- YOUR OBJECTIVE: Return every line of the records that includes the string "trace".

------ DATA RECORDS ------

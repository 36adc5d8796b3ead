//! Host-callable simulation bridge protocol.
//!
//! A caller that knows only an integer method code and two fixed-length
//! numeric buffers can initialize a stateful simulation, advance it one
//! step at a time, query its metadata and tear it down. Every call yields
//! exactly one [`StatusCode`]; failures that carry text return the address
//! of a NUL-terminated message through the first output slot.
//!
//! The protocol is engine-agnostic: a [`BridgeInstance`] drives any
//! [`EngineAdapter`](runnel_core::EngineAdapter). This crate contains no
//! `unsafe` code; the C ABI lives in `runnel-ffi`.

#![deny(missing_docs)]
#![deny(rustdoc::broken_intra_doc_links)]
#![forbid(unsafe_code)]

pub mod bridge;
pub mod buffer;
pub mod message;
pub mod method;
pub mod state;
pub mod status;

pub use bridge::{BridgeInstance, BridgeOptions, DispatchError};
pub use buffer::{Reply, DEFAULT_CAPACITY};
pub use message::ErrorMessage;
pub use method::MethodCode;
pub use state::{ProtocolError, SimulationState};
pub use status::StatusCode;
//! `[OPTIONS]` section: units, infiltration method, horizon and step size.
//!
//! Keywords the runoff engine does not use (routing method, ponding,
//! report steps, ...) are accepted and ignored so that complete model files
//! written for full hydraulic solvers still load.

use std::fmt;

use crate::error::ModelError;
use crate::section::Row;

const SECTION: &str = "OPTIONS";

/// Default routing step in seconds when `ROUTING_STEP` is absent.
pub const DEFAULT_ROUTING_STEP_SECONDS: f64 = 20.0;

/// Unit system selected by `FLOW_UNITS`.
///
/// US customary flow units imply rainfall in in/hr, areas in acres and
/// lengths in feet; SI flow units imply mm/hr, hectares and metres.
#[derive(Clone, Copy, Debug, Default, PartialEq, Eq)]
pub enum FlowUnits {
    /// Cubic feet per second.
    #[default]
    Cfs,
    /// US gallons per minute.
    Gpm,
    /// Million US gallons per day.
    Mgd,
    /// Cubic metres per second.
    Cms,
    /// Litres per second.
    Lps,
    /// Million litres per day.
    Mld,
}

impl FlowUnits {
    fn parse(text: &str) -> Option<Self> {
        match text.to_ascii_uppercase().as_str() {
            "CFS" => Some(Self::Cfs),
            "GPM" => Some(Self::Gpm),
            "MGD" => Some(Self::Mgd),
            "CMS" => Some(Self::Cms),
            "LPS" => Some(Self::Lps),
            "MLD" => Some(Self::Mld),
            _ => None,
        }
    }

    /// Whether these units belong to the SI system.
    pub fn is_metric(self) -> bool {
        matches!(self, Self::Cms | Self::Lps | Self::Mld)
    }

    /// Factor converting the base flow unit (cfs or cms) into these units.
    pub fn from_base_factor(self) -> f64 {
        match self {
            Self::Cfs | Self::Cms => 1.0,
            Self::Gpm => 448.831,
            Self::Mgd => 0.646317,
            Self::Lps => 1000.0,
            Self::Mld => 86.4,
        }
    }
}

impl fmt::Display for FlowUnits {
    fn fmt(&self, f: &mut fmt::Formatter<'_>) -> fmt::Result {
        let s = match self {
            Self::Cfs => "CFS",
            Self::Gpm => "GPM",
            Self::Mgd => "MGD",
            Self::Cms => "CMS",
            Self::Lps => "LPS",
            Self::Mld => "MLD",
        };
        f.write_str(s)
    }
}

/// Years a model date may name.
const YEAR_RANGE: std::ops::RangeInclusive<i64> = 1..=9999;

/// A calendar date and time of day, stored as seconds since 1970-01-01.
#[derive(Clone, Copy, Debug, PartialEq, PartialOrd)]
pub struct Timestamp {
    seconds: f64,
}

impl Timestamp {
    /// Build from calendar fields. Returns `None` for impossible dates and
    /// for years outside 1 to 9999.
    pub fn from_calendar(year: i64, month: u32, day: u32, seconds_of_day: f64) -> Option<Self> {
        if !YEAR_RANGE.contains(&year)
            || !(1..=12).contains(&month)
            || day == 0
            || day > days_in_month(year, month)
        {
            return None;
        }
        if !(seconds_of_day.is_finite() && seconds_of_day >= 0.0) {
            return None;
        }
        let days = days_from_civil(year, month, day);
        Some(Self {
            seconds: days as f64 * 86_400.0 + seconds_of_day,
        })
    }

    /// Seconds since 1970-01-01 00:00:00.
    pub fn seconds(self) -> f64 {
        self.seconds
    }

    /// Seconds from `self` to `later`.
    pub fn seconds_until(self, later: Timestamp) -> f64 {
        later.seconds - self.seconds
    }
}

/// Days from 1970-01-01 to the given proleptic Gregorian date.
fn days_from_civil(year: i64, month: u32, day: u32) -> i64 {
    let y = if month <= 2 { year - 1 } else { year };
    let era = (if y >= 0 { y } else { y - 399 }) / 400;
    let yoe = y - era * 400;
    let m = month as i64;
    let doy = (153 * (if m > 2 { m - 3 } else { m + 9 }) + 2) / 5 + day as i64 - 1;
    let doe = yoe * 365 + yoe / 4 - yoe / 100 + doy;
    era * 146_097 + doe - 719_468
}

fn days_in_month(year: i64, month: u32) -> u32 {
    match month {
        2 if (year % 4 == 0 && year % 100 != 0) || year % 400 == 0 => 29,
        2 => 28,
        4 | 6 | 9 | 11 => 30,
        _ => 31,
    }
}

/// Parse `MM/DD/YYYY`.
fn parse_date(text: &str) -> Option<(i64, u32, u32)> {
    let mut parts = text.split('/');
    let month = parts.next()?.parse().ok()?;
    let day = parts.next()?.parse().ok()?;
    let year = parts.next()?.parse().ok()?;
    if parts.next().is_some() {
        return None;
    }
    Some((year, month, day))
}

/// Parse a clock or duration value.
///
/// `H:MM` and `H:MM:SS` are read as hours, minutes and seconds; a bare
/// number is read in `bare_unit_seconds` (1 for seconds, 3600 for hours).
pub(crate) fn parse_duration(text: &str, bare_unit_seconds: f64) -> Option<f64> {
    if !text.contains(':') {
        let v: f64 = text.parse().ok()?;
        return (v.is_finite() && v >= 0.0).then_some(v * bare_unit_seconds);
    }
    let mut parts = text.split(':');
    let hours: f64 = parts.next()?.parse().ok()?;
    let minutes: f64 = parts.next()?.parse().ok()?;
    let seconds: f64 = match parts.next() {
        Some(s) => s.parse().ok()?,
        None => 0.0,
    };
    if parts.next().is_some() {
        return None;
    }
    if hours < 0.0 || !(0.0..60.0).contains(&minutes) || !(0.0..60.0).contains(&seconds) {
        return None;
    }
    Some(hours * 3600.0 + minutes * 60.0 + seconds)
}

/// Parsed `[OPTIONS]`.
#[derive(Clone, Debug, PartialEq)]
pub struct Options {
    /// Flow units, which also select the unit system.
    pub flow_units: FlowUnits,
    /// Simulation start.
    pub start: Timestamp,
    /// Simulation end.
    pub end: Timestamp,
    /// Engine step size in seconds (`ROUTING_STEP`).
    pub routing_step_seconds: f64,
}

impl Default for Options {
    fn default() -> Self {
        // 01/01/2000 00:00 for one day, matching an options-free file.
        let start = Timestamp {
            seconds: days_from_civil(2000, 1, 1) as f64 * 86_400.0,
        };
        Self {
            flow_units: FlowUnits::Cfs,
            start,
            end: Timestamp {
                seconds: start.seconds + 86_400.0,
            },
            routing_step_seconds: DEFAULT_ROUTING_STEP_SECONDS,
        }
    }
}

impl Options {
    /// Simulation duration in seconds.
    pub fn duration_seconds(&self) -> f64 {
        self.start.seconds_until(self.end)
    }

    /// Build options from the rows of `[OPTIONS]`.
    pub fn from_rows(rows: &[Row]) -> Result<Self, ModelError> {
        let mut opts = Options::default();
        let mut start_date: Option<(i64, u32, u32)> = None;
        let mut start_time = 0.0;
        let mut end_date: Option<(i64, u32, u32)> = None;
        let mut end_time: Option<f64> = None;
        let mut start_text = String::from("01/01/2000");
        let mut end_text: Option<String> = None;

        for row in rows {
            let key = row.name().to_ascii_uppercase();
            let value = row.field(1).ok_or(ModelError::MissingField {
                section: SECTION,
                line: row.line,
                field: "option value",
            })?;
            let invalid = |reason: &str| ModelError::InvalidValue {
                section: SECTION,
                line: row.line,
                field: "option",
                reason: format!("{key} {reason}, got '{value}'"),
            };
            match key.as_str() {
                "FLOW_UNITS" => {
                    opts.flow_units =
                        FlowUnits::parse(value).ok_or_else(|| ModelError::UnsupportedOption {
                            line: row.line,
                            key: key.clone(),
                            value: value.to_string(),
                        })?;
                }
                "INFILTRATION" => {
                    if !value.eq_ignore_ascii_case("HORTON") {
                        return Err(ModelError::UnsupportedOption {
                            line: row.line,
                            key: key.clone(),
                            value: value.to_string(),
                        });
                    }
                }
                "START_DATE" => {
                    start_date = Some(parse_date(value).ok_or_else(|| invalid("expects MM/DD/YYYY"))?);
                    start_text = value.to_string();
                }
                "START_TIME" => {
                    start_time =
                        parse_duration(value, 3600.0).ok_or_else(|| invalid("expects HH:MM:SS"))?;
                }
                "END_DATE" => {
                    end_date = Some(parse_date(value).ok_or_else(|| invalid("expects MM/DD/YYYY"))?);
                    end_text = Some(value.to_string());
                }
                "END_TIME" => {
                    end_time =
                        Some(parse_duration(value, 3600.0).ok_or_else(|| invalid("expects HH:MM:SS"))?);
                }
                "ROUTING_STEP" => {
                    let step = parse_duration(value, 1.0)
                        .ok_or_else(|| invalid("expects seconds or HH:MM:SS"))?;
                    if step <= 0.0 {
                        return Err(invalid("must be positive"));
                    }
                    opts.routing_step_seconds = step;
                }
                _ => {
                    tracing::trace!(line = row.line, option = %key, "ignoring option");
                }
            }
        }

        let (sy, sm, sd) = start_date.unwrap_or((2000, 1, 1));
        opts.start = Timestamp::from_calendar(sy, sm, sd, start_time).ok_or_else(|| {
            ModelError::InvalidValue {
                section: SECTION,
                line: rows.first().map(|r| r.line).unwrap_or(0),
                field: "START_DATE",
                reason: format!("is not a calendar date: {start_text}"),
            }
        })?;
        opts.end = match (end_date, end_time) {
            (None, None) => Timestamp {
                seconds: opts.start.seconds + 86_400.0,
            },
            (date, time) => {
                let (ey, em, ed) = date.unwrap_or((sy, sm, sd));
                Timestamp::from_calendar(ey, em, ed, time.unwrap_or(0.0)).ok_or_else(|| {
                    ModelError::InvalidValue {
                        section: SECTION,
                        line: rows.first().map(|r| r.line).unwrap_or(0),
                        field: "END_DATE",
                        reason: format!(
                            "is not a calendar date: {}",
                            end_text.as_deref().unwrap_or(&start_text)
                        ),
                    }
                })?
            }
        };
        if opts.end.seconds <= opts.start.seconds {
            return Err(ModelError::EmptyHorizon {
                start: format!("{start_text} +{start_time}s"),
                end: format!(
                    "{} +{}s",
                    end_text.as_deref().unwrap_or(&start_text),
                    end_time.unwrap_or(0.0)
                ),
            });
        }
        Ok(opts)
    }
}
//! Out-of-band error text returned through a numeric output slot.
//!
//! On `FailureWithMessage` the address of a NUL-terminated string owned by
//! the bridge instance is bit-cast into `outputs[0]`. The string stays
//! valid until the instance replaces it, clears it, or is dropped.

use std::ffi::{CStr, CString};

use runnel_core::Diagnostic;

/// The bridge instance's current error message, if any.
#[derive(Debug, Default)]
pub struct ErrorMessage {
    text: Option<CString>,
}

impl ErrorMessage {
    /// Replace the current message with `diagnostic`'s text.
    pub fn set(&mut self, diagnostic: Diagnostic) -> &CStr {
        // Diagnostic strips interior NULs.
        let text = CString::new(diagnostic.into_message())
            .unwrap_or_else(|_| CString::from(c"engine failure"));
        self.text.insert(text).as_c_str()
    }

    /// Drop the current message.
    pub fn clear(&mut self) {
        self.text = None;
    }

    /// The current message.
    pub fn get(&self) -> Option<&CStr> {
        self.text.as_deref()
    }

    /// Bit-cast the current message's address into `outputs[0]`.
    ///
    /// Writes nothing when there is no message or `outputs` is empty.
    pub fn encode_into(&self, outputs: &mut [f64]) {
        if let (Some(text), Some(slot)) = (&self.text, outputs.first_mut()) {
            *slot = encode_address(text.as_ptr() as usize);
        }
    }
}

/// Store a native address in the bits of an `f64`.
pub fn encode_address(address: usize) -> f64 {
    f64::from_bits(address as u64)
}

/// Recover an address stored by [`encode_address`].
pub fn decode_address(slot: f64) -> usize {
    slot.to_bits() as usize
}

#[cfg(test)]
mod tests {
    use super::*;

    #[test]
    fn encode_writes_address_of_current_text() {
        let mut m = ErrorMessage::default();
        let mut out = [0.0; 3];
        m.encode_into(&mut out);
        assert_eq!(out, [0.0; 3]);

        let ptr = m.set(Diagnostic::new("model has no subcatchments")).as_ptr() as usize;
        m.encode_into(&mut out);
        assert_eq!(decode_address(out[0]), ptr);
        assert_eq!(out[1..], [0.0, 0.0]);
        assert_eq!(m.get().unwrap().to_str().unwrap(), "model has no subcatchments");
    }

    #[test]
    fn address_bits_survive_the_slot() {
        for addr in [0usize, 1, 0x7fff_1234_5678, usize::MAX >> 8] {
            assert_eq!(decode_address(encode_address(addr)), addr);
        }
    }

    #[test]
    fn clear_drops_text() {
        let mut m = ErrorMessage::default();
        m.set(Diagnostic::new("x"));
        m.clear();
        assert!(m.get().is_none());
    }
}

------
------ DATA RECORDS ------

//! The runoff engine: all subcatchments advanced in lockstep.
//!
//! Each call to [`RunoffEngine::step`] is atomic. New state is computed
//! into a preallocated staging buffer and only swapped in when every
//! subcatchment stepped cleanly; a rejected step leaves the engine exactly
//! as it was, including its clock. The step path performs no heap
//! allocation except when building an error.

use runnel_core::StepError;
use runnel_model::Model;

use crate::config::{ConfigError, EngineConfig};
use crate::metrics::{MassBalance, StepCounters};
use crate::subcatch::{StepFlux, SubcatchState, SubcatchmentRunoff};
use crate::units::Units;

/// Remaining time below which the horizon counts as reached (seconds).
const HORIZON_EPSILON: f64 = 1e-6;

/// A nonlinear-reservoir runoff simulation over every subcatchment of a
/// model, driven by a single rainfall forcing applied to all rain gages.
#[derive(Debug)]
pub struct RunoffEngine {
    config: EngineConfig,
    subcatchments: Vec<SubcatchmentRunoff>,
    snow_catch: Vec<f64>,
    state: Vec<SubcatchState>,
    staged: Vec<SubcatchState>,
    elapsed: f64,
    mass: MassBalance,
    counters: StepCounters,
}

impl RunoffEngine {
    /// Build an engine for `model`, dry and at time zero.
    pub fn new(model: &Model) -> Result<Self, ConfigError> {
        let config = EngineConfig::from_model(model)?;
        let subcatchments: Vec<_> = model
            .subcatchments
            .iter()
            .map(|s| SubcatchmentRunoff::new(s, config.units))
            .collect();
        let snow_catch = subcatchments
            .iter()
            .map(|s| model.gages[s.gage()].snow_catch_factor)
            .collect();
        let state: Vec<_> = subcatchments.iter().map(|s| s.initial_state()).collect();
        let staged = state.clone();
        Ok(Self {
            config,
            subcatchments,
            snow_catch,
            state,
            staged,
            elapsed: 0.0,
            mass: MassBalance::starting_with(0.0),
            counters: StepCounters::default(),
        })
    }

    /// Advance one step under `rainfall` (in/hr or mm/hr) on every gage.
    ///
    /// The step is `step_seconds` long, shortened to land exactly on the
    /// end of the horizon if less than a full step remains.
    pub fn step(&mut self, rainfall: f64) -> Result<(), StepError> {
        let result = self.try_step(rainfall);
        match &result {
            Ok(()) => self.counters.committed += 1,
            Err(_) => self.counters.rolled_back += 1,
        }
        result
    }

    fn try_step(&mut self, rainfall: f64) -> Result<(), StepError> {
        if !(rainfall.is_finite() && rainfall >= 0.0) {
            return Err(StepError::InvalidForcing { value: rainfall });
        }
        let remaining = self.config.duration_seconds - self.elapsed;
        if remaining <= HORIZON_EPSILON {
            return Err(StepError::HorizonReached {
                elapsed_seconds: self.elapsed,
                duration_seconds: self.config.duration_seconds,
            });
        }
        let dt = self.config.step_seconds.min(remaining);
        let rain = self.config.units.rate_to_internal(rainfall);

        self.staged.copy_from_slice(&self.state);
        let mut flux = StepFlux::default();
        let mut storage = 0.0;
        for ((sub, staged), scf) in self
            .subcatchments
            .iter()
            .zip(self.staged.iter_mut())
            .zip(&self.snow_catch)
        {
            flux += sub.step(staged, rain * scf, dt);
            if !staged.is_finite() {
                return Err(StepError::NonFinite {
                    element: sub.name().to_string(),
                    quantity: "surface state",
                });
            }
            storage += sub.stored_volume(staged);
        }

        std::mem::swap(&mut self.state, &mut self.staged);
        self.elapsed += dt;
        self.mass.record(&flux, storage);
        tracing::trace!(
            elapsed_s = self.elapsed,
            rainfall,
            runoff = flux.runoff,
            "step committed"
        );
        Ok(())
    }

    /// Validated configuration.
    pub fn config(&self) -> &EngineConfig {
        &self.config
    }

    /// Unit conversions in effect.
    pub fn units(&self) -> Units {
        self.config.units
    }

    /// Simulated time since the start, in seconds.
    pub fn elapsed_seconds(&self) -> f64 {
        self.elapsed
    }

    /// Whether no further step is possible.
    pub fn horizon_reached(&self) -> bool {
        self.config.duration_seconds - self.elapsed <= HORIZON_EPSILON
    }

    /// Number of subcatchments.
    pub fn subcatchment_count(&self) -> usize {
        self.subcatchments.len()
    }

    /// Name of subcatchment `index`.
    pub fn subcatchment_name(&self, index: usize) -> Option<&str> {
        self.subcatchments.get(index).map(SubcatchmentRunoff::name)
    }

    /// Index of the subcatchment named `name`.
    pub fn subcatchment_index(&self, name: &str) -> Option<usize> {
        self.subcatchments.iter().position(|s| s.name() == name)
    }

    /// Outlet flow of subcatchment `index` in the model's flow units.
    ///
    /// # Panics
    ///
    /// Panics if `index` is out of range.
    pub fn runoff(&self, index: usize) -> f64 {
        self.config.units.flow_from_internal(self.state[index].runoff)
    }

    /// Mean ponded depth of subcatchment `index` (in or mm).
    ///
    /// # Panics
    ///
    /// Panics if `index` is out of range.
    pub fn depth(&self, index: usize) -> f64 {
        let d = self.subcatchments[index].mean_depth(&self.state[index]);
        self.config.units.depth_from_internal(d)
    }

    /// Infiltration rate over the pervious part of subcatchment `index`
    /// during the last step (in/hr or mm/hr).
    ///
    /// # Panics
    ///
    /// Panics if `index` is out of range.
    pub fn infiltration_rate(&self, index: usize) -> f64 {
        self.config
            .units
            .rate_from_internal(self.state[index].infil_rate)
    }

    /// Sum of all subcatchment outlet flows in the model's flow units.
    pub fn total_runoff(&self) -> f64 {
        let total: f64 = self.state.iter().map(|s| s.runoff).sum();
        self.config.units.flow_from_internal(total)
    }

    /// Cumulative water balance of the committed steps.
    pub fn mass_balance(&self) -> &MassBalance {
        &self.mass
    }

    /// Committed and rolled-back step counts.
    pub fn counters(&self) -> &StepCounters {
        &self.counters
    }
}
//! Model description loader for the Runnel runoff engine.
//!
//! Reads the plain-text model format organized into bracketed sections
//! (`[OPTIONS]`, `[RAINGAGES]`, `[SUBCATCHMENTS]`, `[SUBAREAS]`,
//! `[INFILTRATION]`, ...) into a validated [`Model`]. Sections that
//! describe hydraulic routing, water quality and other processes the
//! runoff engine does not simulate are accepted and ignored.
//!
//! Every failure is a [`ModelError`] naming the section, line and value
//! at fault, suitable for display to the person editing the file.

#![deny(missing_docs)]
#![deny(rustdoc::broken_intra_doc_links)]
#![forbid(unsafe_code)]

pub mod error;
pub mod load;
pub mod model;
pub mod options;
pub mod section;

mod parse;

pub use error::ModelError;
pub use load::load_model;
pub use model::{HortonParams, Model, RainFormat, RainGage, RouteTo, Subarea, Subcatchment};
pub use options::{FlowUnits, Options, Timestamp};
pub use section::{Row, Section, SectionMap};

------
------ DATA RECORDS ------

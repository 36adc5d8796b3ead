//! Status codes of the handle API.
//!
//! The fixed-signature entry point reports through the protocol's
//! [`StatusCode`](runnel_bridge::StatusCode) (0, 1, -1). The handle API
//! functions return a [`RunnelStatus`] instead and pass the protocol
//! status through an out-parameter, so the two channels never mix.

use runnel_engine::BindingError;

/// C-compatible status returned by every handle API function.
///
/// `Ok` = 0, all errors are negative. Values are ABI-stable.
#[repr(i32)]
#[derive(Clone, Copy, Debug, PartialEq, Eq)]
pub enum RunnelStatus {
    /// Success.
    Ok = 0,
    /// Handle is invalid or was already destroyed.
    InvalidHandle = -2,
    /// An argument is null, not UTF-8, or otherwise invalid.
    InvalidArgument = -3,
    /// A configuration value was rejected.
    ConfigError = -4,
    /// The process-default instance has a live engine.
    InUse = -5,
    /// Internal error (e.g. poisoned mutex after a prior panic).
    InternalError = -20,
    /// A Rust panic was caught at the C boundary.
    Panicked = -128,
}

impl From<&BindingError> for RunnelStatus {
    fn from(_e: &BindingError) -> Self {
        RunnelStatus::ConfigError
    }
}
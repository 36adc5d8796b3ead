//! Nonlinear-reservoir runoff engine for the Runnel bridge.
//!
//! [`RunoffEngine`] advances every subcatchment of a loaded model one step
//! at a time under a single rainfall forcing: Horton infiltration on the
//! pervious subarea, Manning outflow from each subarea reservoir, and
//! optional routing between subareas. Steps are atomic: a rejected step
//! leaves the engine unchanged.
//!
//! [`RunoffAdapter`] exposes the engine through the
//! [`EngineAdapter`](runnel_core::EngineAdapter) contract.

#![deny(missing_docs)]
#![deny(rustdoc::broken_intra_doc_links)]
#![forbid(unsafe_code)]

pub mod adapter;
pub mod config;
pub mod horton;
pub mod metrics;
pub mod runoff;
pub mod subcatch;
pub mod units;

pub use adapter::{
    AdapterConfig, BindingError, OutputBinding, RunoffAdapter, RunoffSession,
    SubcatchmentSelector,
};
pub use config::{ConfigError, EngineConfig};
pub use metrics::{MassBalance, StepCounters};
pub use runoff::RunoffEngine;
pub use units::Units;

------

- EXERCISE SOLUTION:
                    tracing::trace!(line = row.line, option = %key, "ignoring option");
        tracing::trace!(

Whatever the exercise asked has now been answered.